Day 43 – A bit nervous about speaking out too soon but…..

…I think the feeling of nausea may have almost gone or at least been drastically reduced. On Wednesday I had a home visit from Louise, my lovely Palliative Care Nurse. She listened and then looked carefully at all my medication. Embarrassingly, I threw up whilst she was there. Louise was determined that we would get on top of the sickness. After a discussion with my specialist myeloma nurse and the hospice doctor, Louise rang back in the afternoon with a new medication regime. I was to try taking Levomepromizine 6mg x1, and 1mg of Lorazepam under the tongue at night. Well it seemed to do the trick and knocked me out for the whole night. So yesterday (Thursday) was a much better day. I was able to eat and drink small amounts and felt much brighter in mood. It made such a difference. I still feel mildly nauseous but nothing like I did and I can take up to 4mg of Lorazepam during the day so I always have that as a back up.
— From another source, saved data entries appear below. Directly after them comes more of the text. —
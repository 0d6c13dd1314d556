use crate::matcher::PatternMatch;

/// A contiguous run of the original text, tagged for rendering.
#[derive(Debug, Clone, PartialEq, Eq)]
pub enum Segment {
    Plain(String),
    Highlighted(String),
}

impl Segment {
    pub fn text(&self) -> &str {
        match self {
            Segment::Plain(text) | Segment::Highlighted(text) => text,
        }
    }

    pub fn is_highlighted(&self) -> bool {
        matches!(self, Segment::Highlighted(_))
    }
}

/// Partition `text` into alternating plain and highlighted runs.
///
/// Matches are stable-sorted by start offset and consumed left to right
/// with a cursor: the gap before each match becomes a Plain segment, the
/// match's captured value becomes a Highlighted segment, and whatever
/// trails the last match becomes a final Plain segment. Offsets are in
/// character units.
///
/// Overlapping matches are emitted as-is: no merging and no dropping, so
/// a match starting inside an already-consumed span still produces a
/// Highlighted segment and re-positions the cursor from its own end. In
/// that case the concatenated output no longer reproduces `text`. This
/// mirrors the reference renderer; callers that need a clean partition
/// must pass non-overlapping matches.
pub fn segment(text: &str, matches: &[PatternMatch]) -> Vec<Segment> {
    let chars: Vec<char> = text.chars().collect();
    if matches.is_empty() || chars.is_empty() {
        return vec![Segment::Plain(text.to_string())];
    }

    let mut sorted: Vec<&PatternMatch> = matches.iter().collect();
    sorted.sort_by_key(|m| m.index);

    let mut segments = Vec::new();
    let mut last_index = 0usize;

    for m in sorted {
        if m.index > last_index {
            segments.push(Segment::Plain(slice_chars(&chars, last_index, m.index)));
        }
        segments.push(Segment::Highlighted(m.value.clone()));
        last_index = m.end();
    }

    if last_index < chars.len() {
        segments.push(Segment::Plain(slice_chars(&chars, last_index, chars.len())));
    }

    segments
}

// Clamps out-of-range bounds instead of panicking, so arbitrary match
// lists stay total.
fn slice_chars(chars: &[char], start: usize, end: usize) -> String {
    let end = end.min(chars.len());
    let start = start.min(end);
    chars[start..end].iter().collect()
}

#[cfg(test)]
mod tests {
    use super::*;
    use crate::engine::find;

    fn concat(segments: &[Segment]) -> String {
        segments.iter().map(Segment::text).collect()
    }

    #[test]
    fn test_single_match_in_middle() {
        let segments = segment("ABCDE", &[PatternMatch::new(1, "BC")]);
        assert_eq!(
            segments,
            vec![
                Segment::Plain("A".to_string()),
                Segment::Highlighted("BC".to_string()),
                Segment::Plain("DE".to_string()),
            ]
        );
        assert_eq!(concat(&segments), "ABCDE");
    }

    #[test]
    fn test_no_matches() {
        let segments = segment("XY", &[]);
        assert_eq!(segments, vec![Segment::Plain("XY".to_string())]);
    }

    #[test]
    fn test_empty_text() {
        let segments = segment("", &[]);
        assert_eq!(segments, vec![Segment::Plain(String::new())]);
    }

    #[test]
    fn test_match_at_start_and_end() {
        let segments = segment(
            "ABXBA",
            &[PatternMatch::new(0, "AB"), PatternMatch::new(3, "BA")],
        );
        assert_eq!(
            segments,
            vec![
                Segment::Highlighted("AB".to_string()),
                Segment::Plain("X".to_string()),
                Segment::Highlighted("BA".to_string()),
            ]
        );
        assert_eq!(concat(&segments), "ABXBA");
    }

    #[test]
    fn test_adjacent_matches_no_plain_between() {
        let segments = segment(
            "ABBA",
            &[PatternMatch::new(0, "AB"), PatternMatch::new(2, "BA")],
        );
        assert_eq!(
            segments,
            vec![
                Segment::Highlighted("AB".to_string()),
                Segment::Highlighted("BA".to_string()),
            ]
        );
        assert_eq!(concat(&segments), "ABBA");
    }

    #[test]
    fn test_unsorted_input_is_sorted_first() {
        let segments = segment(
            "ABXBA",
            &[PatternMatch::new(3, "BA"), PatternMatch::new(0, "AB")],
        );
        assert_eq!(concat(&segments), "ABXBA");
        assert!(segments[0].is_highlighted());
    }

    #[test]
    fn test_overlapping_matches_keep_reference_behavior() {
        // "BAB" at 0 and "ABA" at 1 overlap. The second match is neither
        // merged nor dropped; its value is emitted and the cursor moves to
        // its end, so the concatenation diverges from the input.
        let segments = segment(
            "BABAX",
            &[PatternMatch::new(0, "BAB"), PatternMatch::new(1, "ABA")],
        );
        assert_eq!(
            segments,
            vec![
                Segment::Highlighted("BAB".to_string()),
                Segment::Highlighted("ABA".to_string()),
                Segment::Plain("X".to_string()),
            ]
        );
        assert_eq!(concat(&segments), "BABABAX");
    }

    #[test]
    fn test_multibyte_offsets() {
        let segments = segment("xéay", &[PatternMatch::new(1, "éa")]);
        assert_eq!(
            segments,
            vec![
                Segment::Plain("x".to_string()),
                Segment::Highlighted("éa".to_string()),
                Segment::Plain("y".to_string()),
            ]
        );
        assert_eq!(concat(&segments), "xéay");
    }

    #[test]
    fn test_round_trip_with_find() {
        // find's matches for this input happen to be non-overlapping, so
        // the segment concatenation reproduces the text exactly.
        let text = "ABDCKDHJABDCXXDCBA";
        let matches = find(text, "ABCD");
        assert_eq!(matches.len(), 3);
        let segments = segment(text, &matches);
        assert_eq!(concat(&segments), text);
    }
}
I made it downstairs yesterday and with Colin’s help I managed a short stroll around the garden. Today I may go for a drive out in the motorhome. I must however be careful not to over do it. My body is still very week and I can’t do very much before I am completely exhausted. Thank goodness for the wheelchair borrowed from the Red Cross.

Yesterday I had a lovely visit from my old friend and colleague Jane. It is all very exciting as she is moving to Guernsey next week to start a new job. I shall really miss her but both Colin and I are excited to follow her journey and we hope to visit her out there sometime. Jane is one of the most generous and genuinely thoughtful people I know. It wasn’t until she left that we found the bags of Waitrose treats that she had left behind for us. All kindly hand picked tasty morsels aimed at trying to encourage my appetite. But it’s not just her generous gifts it’s her thoughtful words and kind gestures that make her so special. Both Colin and I will really miss her but are so excited about the adventures she has ahead.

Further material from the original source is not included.